NgAgo

NgAgo was proposed to be useful for genome editing in May 2016 because of the system’s high accuracy and efficiency, which was said to minimize off-target effects. The specificity of the gDNA is essential, as cleavage efficiency is impaired by a single nucleotide mismatch between the guide and target molecules. Using 5’ phosphorylated ssDNAs as guide molecules reduces the possibility of cellular oligonucleotides misleading NgAgo. A guide molecule can only be attached to NgAgo during the expression of the protein. Once the guide is loaded, NgAgo cannot swap free floating ssDNA for its gDNA. Designing, synthesizing, and adjusting the concentration of ssDNAs is easier compared to systems using sgRNA. The required dosage of ssDNA is less than that of a sgRNA expression plasmid.^[1]

Doubts about the technique were raised on gene editing forums as early as June and have persisted.^[2] There have been several allegations that this procedure is impossible to reproduce.

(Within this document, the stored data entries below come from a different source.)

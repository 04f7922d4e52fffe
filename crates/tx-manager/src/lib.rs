// Copyright 2022 Webb Technologies Inc.
//
// Licensed under the Apache License, Version 2.0 (the "License");
// you may not use this file except in compliance with the License.
// You may obtain a copy of the License at
//
// http://www.apache.org/licenses/LICENSE-2.0
//
// Unless required by applicable law or agreed to in writing, software
// distributed under the License is distributed on an "AS IS" BASIS,
// WITHOUT WARRANTIES OR CONDITIONS OF ANY KIND, either express or implied.
// See the License for the specific language governing permissions and
// limitations under the License.

//! # Transaction Manager 📨
//!
//! The only component of the relayer that signs and broadcasts transactions.
//!
//! Nonces are allocated under one global lock: the next nonce is read,
//! the transaction is signed and persisted, and only then the lock is
//! released and the transaction broadcast. A transaction that failed to
//! broadcast stays in the store and is picked up again by
//! [`TransactionManager::reconcile_confirmed`].

use std::collections::HashMap;
use std::sync::Arc;

use ethers::types::transaction::eip2718::TypedTransaction;
use ethers::types::{Address, Bytes, TransactionRequest, H256, U256};
use hub_relayer_chain::{BlockTag, CallRequest, ChainClient, KeyManager};
use hub_relayer_config::relay::TxManagerConfig;
use hub_relayer_store::TxStore;
use hub_relayer_types::{Identity, ServerAction, StoredTransaction};
use hub_relayer_utils::metric::Metrics;
use hub_relayer_utils::{probe, Error, Result};
use tokio::sync::Mutex;
use typed_builder::TypedBuilder;

/// What to send. Gas limit and gas price are looked up when omitted.
#[derive(Debug, Clone, TypedBuilder)]
pub struct SendTransactionDetails {
    pub identity: Identity,
    pub action: ServerAction,
    pub to: Address,
    #[builder(default)]
    pub value: U256,
    #[builder(default)]
    pub data: Bytes,
    #[builder(default, setter(strip_option))]
    pub gas_limit: Option<U256>,
    #[builder(default, setter(strip_option))]
    pub gas_price: Option<U256>,
    /// Block the transaction is created at, starts the stuck timer.
    pub creation_block: u64,
    /// Highest nonce the caller accepts.
    #[builder(default, setter(strip_option))]
    pub max_nonce: Option<u64>,
}

/// A persisted and signed transaction.
#[derive(Debug, Clone)]
pub struct SignedTransaction {
    pub record: StoredTransaction,
    /// RLP encoded signed transaction.
    pub raw: Bytes,
    pub tx_hash: H256,
}

pub struct TransactionManager<S, C, K> {
    store: Arc<S>,
    chain: Arc<C>,
    keys: Arc<K>,
    config: TxManagerConfig,
    metrics: Arc<Metrics>,
    /// Next nonce per signer address.
    nonces: Mutex<HashMap<Address, u64>>,
}

impl<S, C, K> std::fmt::Debug for TransactionManager<S, C, K> {
    fn fmt(&self, f: &mut std::fmt::Formatter<'_>) -> std::fmt::Result {
        f.debug_struct("TransactionManager")
            .field("config", &self.config)
            .finish_non_exhaustive()
    }
}

impl<S, C, K> TransactionManager<S, C, K>
where
    S: TxStore,
    C: ChainClient,
    K: KeyManager,
{
    pub fn new(
        store: Arc<S>,
        chain: Arc<C>,
        keys: Arc<K>,
        config: TxManagerConfig,
        metrics: Arc<Metrics>,
    ) -> Self {
        Self {
            store,
            chain,
            keys,
            config,
            metrics,
            nonces: Mutex::new(HashMap::new()),
        }
    }

    pub fn store(&self) -> &Arc<S> {
        &self.store
    }

    pub fn chain(&self) -> &Arc<C> {
        &self.chain
    }

    pub fn keys(&self) -> &Arc<K> {
        &self.keys
    }

    pub fn config(&self) -> &TxManagerConfig {
        &self.config
    }

    pub fn metrics(&self) -> &Arc<Metrics> {
        &self.metrics
    }

    /// Address of a signing identity.
    pub fn address(&self, identity: Identity) -> Result<Address> {
        self.keys.address(identity)
    }

    /// Seeds the nonce counters from the store, so that a crash between
    /// persisting and broadcasting can not lead to a reused nonce.
    #[tracing::instrument(skip_all)]
    pub async fn init(&self) -> Result<()> {
        let mut nonces = self.nonces.lock().await;
        for identity in self.keys.identities() {
            let signer = self.keys.address(identity)?;
            let records = self.store.get_all_for_signer(signer)?;
            if let Some(last) = records.last() {
                let next = nonces.entry(signer).or_default();
                *next = (*next).max(last.nonce + 1);
                tracing::debug!(%identity, next_nonce = *next, "seeded nonce");
            }
        }
        Ok(())
    }

    /// The nonce the next transaction of `identity` would get, without
    /// allocating it.
    pub async fn poll_nonce(&self, identity: Identity) -> Result<u64> {
        let signer = self.keys.address(identity)?;
        let nonces = self.nonces.lock().await;
        let local = nonces.get(&signer).copied().unwrap_or_default();
        let pending = self
            .chain
            .transaction_count(signer, BlockTag::Pending)
            .await?;
        Ok(local.max(pending))
    }

    /// Whether an unmined transaction of `identity` with `action` is stored.
    pub fn is_action_pending(
        &self,
        identity: Identity,
        action: ServerAction,
    ) -> Result<bool> {
        let signer = self.keys.address(identity)?;
        let pending = self
            .store
            .get_all_for_signer(signer)?
            .iter()
            .any(|tx| tx.action == action && !tx.is_mined());
        Ok(pending)
    }

    async fn estimate_gas(
        &self,
        from: Address,
        details: &SendTransactionDetails,
    ) -> U256 {
        let call = CallRequest {
            from,
            to: details.to,
            value: details.value,
            data: details.data.clone(),
            ..Default::default()
        };
        match self.chain.estimate_gas(&call).await {
            Ok(gas) => gas,
            Err(e) => {
                tracing::debug!(
                    error = %e,
                    action = %details.action,
                    "gas estimation failed, using the default gas limit",
                );
                U256::from(self.config.default_gas_limit)
            }
        }
    }

    /// Allocates a nonce, signs, persists and broadcasts a new transaction.
    #[tracing::instrument(
        skip_all,
        fields(identity = %details.identity, action = %details.action)
    )]
    pub async fn send_transaction(
        &self,
        details: SendTransactionDetails,
    ) -> Result<SignedTransaction> {
        let identity = details.identity;
        let from = self.keys.address(identity)?;
        let gas_price = match details.gas_price {
            Some(gas_price) => gas_price,
            None => self.chain.gas_price().await?,
        };
        let gas_limit = match details.gas_limit {
            Some(gas_limit) => gas_limit,
            None => self.estimate_gas(from, &details).await,
        };

        let (record, raw) = {
            let mut nonces = self.nonces.lock().await;
            let local = nonces.get(&from).copied().unwrap_or_default();
            let pending =
                self.chain.transaction_count(from, BlockTag::Pending).await?;
            let nonce = local.max(pending);
            if let Some(max_nonce) = details.max_nonce {
                if nonce > max_nonce {
                    return Err(Error::NonceCeilingExceeded { nonce, max_nonce });
                }
            }
            let tx = legacy_transaction(
                from,
                details.to,
                details.value,
                details.data.clone(),
                gas_limit,
                gas_price,
                nonce,
                self.keys.chain_id(),
            );
            let raw = self.keys.sign_transaction(identity, &tx).await?;
            let record = StoredTransaction {
                id: ethers::utils::keccak256(&raw).into(),
                identity,
                from,
                to: details.to,
                value: details.value,
                gas_limit,
                gas_price,
                data: details.data,
                nonce,
                attempts: 1,
                action: details.action,
                creation_block: details.creation_block,
                mined_block: None,
            };
            self.store.put(&record, false)?;
            nonces.insert(from, nonce + 1);
            (record, raw)
        };

        tracing::event!(
            target: probe::TARGET,
            tracing::Level::DEBUG,
            kind = %probe::Kind::TxManager,
            %identity,
            nonce = record.nonce,
            tx_hash = ?record.id,
            signed = true,
        );
        let tx_hash = self.broadcast(&record, raw.clone()).await?;
        self.metrics.transactions_sent.inc();
        Ok(SignedTransaction {
            record,
            raw,
            tx_hash,
        })
    }

    /// Replaces `record` with the same transaction at a higher gas price.
    /// The nonce never changes.
    #[tracing::instrument(
        skip_all,
        fields(identity = %record.identity, nonce = record.nonce)
    )]
    pub async fn resend_transaction(
        &self,
        record: &StoredTransaction,
        current_block: u64,
    ) -> Result<SignedTransaction> {
        let gas_price = self.boosted_gas_price(record.gas_price);
        let (replacement, raw) = {
            let _guard = self.nonces.lock().await;
            let tx = legacy_transaction(
                record.from,
                record.to,
                record.value,
                record.data.clone(),
                record.gas_limit,
                gas_price,
                record.nonce,
                self.keys.chain_id(),
            );
            let raw = self.keys.sign_transaction(record.identity, &tx).await?;
            let replacement = StoredTransaction {
                id: ethers::utils::keccak256(&raw).into(),
                gas_price,
                attempts: record.attempts + 1,
                creation_block: current_block,
                mined_block: None,
                ..record.clone()
            };
            self.store.put(&replacement, true)?;
            (replacement, raw)
        };

        tracing::event!(
            target: probe::TARGET,
            tracing::Level::DEBUG,
            kind = %probe::Kind::TxManager,
            identity = %replacement.identity,
            nonce = replacement.nonce,
            old_gas_price = %record.gas_price,
            new_gas_price = %gas_price,
            attempts = replacement.attempts,
            resent = true,
        );
        let tx_hash = self.broadcast(&replacement, raw.clone()).await?;
        self.metrics.transactions_resent.inc();
        Ok(SignedTransaction {
            record: replacement,
            raw,
            tx_hash,
        })
    }

    /// `max(old, min(old * retry_gas_price_percent / 100, max_gas_price))`
    fn boosted_gas_price(&self, old: U256) -> U256 {
        let boosted = old
            .saturating_mul(U256::from(self.config.retry_gas_price_percent))
            / 100;
        old.max(boosted.min(self.config.max_gas_price.wei()))
    }

    /// Prunes confirmed transactions, stamps mined ones and resends the
    /// stuck ones. Returns the replacements.
    #[tracing::instrument(skip(self))]
    pub async fn reconcile_confirmed(
        &self,
        current_block: u64,
    ) -> Result<Vec<StoredTransaction>> {
        let confirmed_block =
            current_block.saturating_sub(self.config.confirmations);
        let mut replacements = Vec::new();
        for identity in self.keys.identities() {
            let signer = self.keys.address(identity)?;
            let confirmed_nonce = self
                .chain
                .transaction_count(signer, BlockTag::Number(confirmed_block))
                .await?;
            let latest_nonce = self
                .chain
                .transaction_count(signer, BlockTag::Latest)
                .await?;

            let pending = {
                let _guard = self.nonces.lock().await;
                if confirmed_nonce > 0 {
                    let removed = self
                        .store
                        .remove_up_to_nonce(signer, confirmed_nonce - 1)?;
                    if removed > 0 {
                        tracing::debug!(
                            %identity,
                            removed,
                            confirmed_nonce,
                            "pruned confirmed transactions"
                        );
                    }
                }
                let mut pending = Vec::new();
                for mut tx in self.store.get_all_for_signer(signer)? {
                    if tx.is_mined() {
                        continue;
                    }
                    if tx.nonce < latest_nonce {
                        tx.mined_block = Some(current_block);
                        self.store.put(&tx, true)?;
                    } else {
                        pending.push(tx);
                    }
                }
                pending
            };

            for tx in pending {
                if !tx.is_stuck(
                    current_block,
                    self.config.pending_transaction_timeout_blocks,
                ) {
                    break;
                }
                let resent = self.resend_transaction(&tx, current_block).await?;
                replacements.push(resent.record);
            }
        }
        Ok(replacements)
    }

    async fn broadcast(
        &self,
        record: &StoredTransaction,
        raw: Bytes,
    ) -> Result<H256> {
        self.chain.send_raw_transaction(raw).await.map_err(|e| {
            tracing::warn!(
                identity = %record.identity,
                nonce = record.nonce,
                tx_hash = ?record.id,
                error = %e,
                "broadcast failed, the transaction stays stored",
            );
            Error::Broadcast {
                identity: record.identity.to_string(),
                nonce: record.nonce,
                tx_hash: record.id,
                reason: e.to_string(),
            }
        })
    }
}

#[allow(clippy::too_many_arguments)]
fn legacy_transaction(
    from: Address,
    to: Address,
    value: U256,
    data: Bytes,
    gas_limit: U256,
    gas_price: U256,
    nonce: u64,
    chain_id: u64,
) -> TypedTransaction {
    TransactionRequest::new()
        .from(from)
        .to(to)
        .value(value)
        .data(data)
        .gas(gas_limit)
        .gas_price(gas_price)
        .nonce(nonce)
        .chain_id(chain_id)
        .into()
}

Nature Biotechnology, which originally published the research, is investigating.^[3][4] In November 2016, a letter was published in Protein & Cell questioning the research and the lead author's claim that replication requires "superb experimental skill".^[5] The same month, Nature Biotechnology published a critical correspondence article by three groups^[6] and an accompanying expression of concern by the editors on the original article.^[7] The authors retracted the study in a statement published in Nature Biotechnology on 3 August 2017, citing the continued inability of the research community to replicate their results.^[8] In 2018, an investigation led by Han's university concluded that while Han's findings were flawed, he and his team did not intend to deceive the scientific community.^[9] In April 2019, a preprint article found that NgAgo does have the ability to edit genes and implied that previous results might have been difficult to reproduce due to difficulties related to purification of the active protein.^[10][11]